• TASK:
Keep every line of the data below that has the string "successfully" and present those lines.

• DATA SUPPLIED:
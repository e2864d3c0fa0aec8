//! CLI entry point for finsite

use anyhow::Result;
use clap::{Parser, Subcommand};
use std::path::PathBuf;
use tracing_subscriber::{layer::SubscriberExt, util::SubscriberInitExt};

use finsite::commands;
use finsite::Site;

#[derive(Parser)]
#[command(name = "finsite")]
#[command(version)]
#[command(about = "Static marketing site generator backed by a headless CMS", long_about = None)]
struct Cli {
    /// Set the base directory (defaults to current directory)
    #[arg(short, long, global = true)]
    cwd: Option<PathBuf>,

    /// Enable debug output
    #[arg(short, long, global = true)]
    debug: bool,

    #[command(subcommand)]
    command: Commands,
}

#[derive(Subcommand)]
enum Commands {
    /// Generate static files
    #[command(alias = "g")]
    Generate {
        /// Build from draft content and mark pages noindex
        #[arg(long)]
        preview: bool,

        /// Watch for file changes
        #[arg(short, long)]
        watch: bool,

        /// Read content from a local JSON export instead of the CMS
        #[arg(long)]
        content: Option<String>,
    },

    /// Start a local server
    #[command(alias = "s")]
    Server {
        /// Port to listen on
        #[arg(short, long, default_value = "4000")]
        port: u16,

        /// IP address to bind to
        #[arg(short, long, default_value = "localhost")]
        ip: String,

        /// Build from draft content
        #[arg(long)]
        preview: bool,

        /// Rebuild on file changes
        #[arg(short, long)]
        watch: bool,
    },

    /// Create or update the CMS content model
    Provision {
        /// Only check that the expected content types exist
        #[arg(long, conflicts_with_all = ["webhooks", "with_webhooks"])]
        validate: bool,

        /// Only register the rebuild webhook
        #[arg(long, conflicts_with = "with_webhooks")]
        webhooks: bool,

        /// Full setup plus webhook registration
        #[arg(long)]
        with_webhooks: bool,

        /// Content model file (json, yml or toml) instead of the built-in one
        #[arg(long)]
        schema: Option<PathBuf>,
    },

    /// List site routes
    List {
        /// What to list (routes, products, corporate)
        #[arg(default_value = "routes")]
        r#type: String,

        /// List draft content
        #[arg(long)]
        preview: bool,
    },

    /// Clean the public folder
    Clean,

    /// Display version information
    Version,
}

#[tokio::main]
async fn main() -> Result<()> {
    let cli = Cli::parse();

    let filter = if cli.debug {
        "finsite=debug,info"
    } else {
        "finsite=info"
    };

    tracing_subscriber::registry()
        .with(
            tracing_subscriber::EnvFilter::try_from_default_env().unwrap_or_else(|_| filter.into()),
        )
        .with(tracing_subscriber::fmt::layer().with_writer(std::io::stderr))
        .init();

    let base_dir = match cli.cwd {
        Some(dir) => dir,
        None => std::env::current_dir()?,
    };

    match cli.command {
        Commands::Generate {
            preview,
            watch,
            content,
        } => {
            let mut site = Site::new(&base_dir)?;
            if let Some(content) = content {
                site = site.with_content_file(content);
            }
            tracing::info!("Generating static files...");
            site.generate(preview).await?;
            println!("Generated successfully!");

            if watch {
                commands::generate::watch(&site, preview).await?;
            }
        }

        Commands::Server {
            port,
            ip,
            preview,
            watch,
        } => {
            let site = Site::new(&base_dir)?;
            tracing::info!("Generating static files...");
            site.generate(preview).await?;
            finsite::server::start(&site, &ip, port, preview, watch).await?;
        }

        Commands::Provision {
            validate,
            webhooks,
            with_webhooks,
            schema,
        } => {
            let site = Site::new(&base_dir)?;
            let mode = commands::provision::mode_from_flags(validate, webhooks, with_webhooks);
            commands::provision::run(&site, mode, schema.as_deref()).await?;
        }

        Commands::List { r#type, preview } => {
            let site = Site::new(&base_dir)?;
            commands::list::run(&site, &r#type, preview).await?;
        }

        Commands::Clean => {
            let site = Site::new(&base_dir)?;
            tracing::info!("Cleaning public folder...");
            site.clean()?;
            println!("Cleaned successfully!");
        }

        Commands::Version => {
            println!("finsite version {}", env!("CARGO_PKG_VERSION"));
        }
    }

    Ok(())
}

• THE ANSWER:
            println!("Generated successfully!");
            println!("Cleaned successfully!");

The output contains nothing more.